WHAT IS NEEDED ->
Lines in which "MissingQuoteFields" appears should be pulled from the data below.

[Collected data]

───

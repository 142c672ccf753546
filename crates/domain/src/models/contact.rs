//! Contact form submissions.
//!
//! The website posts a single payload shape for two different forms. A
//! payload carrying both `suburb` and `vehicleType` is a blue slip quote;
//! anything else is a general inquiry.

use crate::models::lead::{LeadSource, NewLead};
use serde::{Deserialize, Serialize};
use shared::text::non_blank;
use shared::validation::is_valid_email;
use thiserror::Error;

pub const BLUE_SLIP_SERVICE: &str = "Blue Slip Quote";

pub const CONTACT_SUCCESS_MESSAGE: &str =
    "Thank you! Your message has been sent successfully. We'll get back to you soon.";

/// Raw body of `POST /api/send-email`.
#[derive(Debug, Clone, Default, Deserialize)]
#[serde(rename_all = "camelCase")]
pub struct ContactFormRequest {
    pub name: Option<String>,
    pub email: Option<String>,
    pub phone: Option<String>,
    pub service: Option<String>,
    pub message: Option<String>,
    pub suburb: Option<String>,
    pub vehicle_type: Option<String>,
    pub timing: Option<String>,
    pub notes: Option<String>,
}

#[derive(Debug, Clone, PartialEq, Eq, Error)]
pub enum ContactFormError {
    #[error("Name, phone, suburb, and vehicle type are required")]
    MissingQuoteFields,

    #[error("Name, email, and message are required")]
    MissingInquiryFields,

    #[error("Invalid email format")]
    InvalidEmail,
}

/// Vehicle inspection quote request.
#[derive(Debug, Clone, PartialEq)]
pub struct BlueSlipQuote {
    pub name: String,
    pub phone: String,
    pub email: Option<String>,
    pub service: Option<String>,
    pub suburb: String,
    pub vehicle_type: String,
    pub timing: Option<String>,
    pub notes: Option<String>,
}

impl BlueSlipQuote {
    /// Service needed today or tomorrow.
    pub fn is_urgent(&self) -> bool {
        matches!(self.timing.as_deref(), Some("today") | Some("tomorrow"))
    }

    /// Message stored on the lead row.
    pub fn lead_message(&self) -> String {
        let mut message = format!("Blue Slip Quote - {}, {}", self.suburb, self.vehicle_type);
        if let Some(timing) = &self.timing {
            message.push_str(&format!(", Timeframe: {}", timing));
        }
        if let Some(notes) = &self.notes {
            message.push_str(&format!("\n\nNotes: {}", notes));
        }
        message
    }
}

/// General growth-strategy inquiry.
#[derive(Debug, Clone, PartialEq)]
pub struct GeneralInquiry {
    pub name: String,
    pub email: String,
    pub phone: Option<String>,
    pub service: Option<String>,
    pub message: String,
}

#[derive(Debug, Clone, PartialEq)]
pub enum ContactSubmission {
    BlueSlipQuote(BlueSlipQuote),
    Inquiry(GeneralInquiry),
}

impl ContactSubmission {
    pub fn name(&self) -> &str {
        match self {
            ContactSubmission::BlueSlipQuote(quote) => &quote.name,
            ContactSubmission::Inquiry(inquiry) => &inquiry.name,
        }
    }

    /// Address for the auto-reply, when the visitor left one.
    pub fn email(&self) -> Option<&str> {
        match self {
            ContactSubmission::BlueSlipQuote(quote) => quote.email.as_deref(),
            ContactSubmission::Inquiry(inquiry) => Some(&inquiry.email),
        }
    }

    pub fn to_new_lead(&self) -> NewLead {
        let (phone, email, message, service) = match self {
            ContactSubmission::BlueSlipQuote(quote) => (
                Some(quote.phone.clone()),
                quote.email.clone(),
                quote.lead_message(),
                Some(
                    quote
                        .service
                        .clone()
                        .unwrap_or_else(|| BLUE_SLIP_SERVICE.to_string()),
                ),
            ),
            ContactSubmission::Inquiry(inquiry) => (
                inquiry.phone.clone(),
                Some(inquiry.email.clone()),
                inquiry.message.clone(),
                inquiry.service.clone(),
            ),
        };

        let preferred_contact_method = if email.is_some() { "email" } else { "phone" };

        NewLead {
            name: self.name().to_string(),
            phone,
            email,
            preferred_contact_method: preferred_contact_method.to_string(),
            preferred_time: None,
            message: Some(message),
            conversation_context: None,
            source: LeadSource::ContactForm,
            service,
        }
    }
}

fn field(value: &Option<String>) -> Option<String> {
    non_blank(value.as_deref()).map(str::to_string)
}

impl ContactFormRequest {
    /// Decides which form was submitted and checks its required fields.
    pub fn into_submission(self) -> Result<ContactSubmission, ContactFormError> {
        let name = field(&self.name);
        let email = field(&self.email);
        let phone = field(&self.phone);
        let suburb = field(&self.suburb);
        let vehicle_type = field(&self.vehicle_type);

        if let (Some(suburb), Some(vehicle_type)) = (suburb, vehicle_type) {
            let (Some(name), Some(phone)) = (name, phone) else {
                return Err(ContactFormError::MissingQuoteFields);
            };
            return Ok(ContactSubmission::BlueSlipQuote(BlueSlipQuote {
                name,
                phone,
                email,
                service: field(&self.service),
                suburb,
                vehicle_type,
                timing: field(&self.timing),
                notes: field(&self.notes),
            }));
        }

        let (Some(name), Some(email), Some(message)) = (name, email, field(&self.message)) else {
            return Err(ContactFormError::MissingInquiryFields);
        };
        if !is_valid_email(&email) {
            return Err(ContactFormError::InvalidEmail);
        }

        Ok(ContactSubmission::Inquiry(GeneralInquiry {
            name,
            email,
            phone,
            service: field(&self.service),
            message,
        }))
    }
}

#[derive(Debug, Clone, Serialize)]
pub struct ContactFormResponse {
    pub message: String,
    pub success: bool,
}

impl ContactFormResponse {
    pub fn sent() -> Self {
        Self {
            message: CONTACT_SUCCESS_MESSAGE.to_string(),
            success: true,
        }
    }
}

───

RESULT BELOW ->
    MissingQuoteFields,
                return Err(ContactFormError::MissingQuoteFields);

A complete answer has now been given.